It’s the beginning of a new gardening season. Hopefully you took out last year’s journal in January or February and reviewed your notes on what you wanted to change, improve, experiment with or eliminate from your garden and landscape. Now is the time to begin implementing some of those great ideas, and it starts with having the right tools.

Where Do Your Tools Go?

One common problem in the garden is misplaced tools. We’ve all found hand tools in the spring that were inadvertently thrown in the compost pile or left under a shrub during fall cleanup. Many of us have spent time we didn’t have to spare walking in circles, looking for the shovel that we just had in our hand. It was laid down for a moment and seemed to disappear. Tools can easily disappear on a crowded workbench or in a cluttered shed, or they may even end up in a brush pile or other unlikely location.

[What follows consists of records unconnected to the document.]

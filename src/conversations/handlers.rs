use axum::{
    extract::{Path, State},
    http::StatusCode,
    routing::{delete, get},
    Json, Router,
};
use tracing::{info, instrument};
use uuid::Uuid;

use crate::{
    auth::session::CurrentUser,
    conversations::{
        dto::{
            AppendMessageRequest, AppendMessageResponse, ConversationDto, ConversationResponse,
            ConversationsResponse, DeleteResponse,
        },
        repo::Conversation,
    },
    error::ApiError,
    state::AppState,
};

pub fn router() -> Router<AppState> {
    Router::new()
        .route(
            "/conversations",
            get(list_conversations).post(create_conversation),
        )
        .route(
            "/conversations/:id",
            delete(delete_conversation)
                .get(get_conversation)
                .put(append_message),
        )
}

#[instrument(skip(state, current))]
async fn list_conversations(
    State(state): State<AppState>,
    current: CurrentUser,
) -> Result<Json<ConversationsResponse>, ApiError> {
    let conversations = Conversation::list_by_user(&state.db, current.user.id).await?;
    Ok(Json(ConversationsResponse {
        conversations: conversations.iter().map(ConversationDto::from).collect(),
    }))
}

#[instrument(skip(state, current))]
async fn create_conversation(
    State(state): State<AppState>,
    current: CurrentUser,
) -> Result<(StatusCode, Json<ConversationResponse>), ApiError> {
    let conversation = Conversation::create(&state.db, current.user.id).await?;
    info!(conversation_id = %conversation.id, user_id = %current.user.id, "conversation created");
    Ok((
        StatusCode::CREATED,
        Json(ConversationResponse {
            conversation: ConversationDto::from(&conversation),
        }),
    ))
}

#[instrument(skip(state, current))]
async fn get_conversation(
    State(state): State<AppState>,
    current: CurrentUser,
    Path(id): Path<Uuid>,
) -> Result<Json<ConversationResponse>, ApiError> {
    let conversation = Conversation::find_owned(&state.db, id, current.user.id)
        .await?
        .ok_or_else(|| ApiError::NotFound("Conversation non trouvée".into()))?;
    Ok(Json(ConversationResponse {
        conversation: ConversationDto::from(&conversation),
    }))
}

#[instrument(skip(state, current, payload))]
async fn append_message(
    State(state): State<AppState>,
    current: CurrentUser,
    Path(id): Path<Uuid>,
    Json(payload): Json<AppendMessageRequest>,
) -> Result<Json<AppendMessageResponse>, ApiError> {
    let message = payload.message;
    Conversation::append_message(&state.db, id, current.user.id, message.clone())
        .await?
        .ok_or_else(|| ApiError::NotFound("Conversation non trouvée".into()))?;
    Ok(Json(AppendMessageResponse {
        success: true,
        message,
    }))
}

#[instrument(skip(state, current))]
async fn delete_conversation(
    State(state): State<AppState>,
    current: CurrentUser,
    Path(id): Path<Uuid>,
) -> Result<Json<DeleteResponse>, ApiError> {
    let deleted = Conversation::delete_owned(&state.db, id, current.user.id).await?;
    if !deleted {
        return Err(ApiError::NotFound("Conversation non trouvée".into()));
    }
    info!(conversation_id = %id, user_id = %current.user.id, "conversation deleted");
    Ok(Json(DeleteResponse { success: true }))
}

When tools are lost, not only are our gardening chores impacted, but the tools can be damaged by exposure or accidental damage if they’re dropped, run over with a mower or otherwise subjected to inadvertent abuse. This can mean we no longer have the tool we need when we need it most, and we have to make a trip to the garden center to replace a tool – using time and money our gardening budget may not have.

Finding Your Tools

Let’s do things differently this year. Let’s save time, money and our precious tools. Resolve to only buy new hand tools with bright colored handles that are easily seen from afar and stand out to be picked up after a long day in the garden. If you already have a good selection of tools that you love and wish to keep track of, simply cover the handle with a bright colored spray paint on a sunny spring day, or wrap the handles with brightly colored tape or other coverings to make them more visible.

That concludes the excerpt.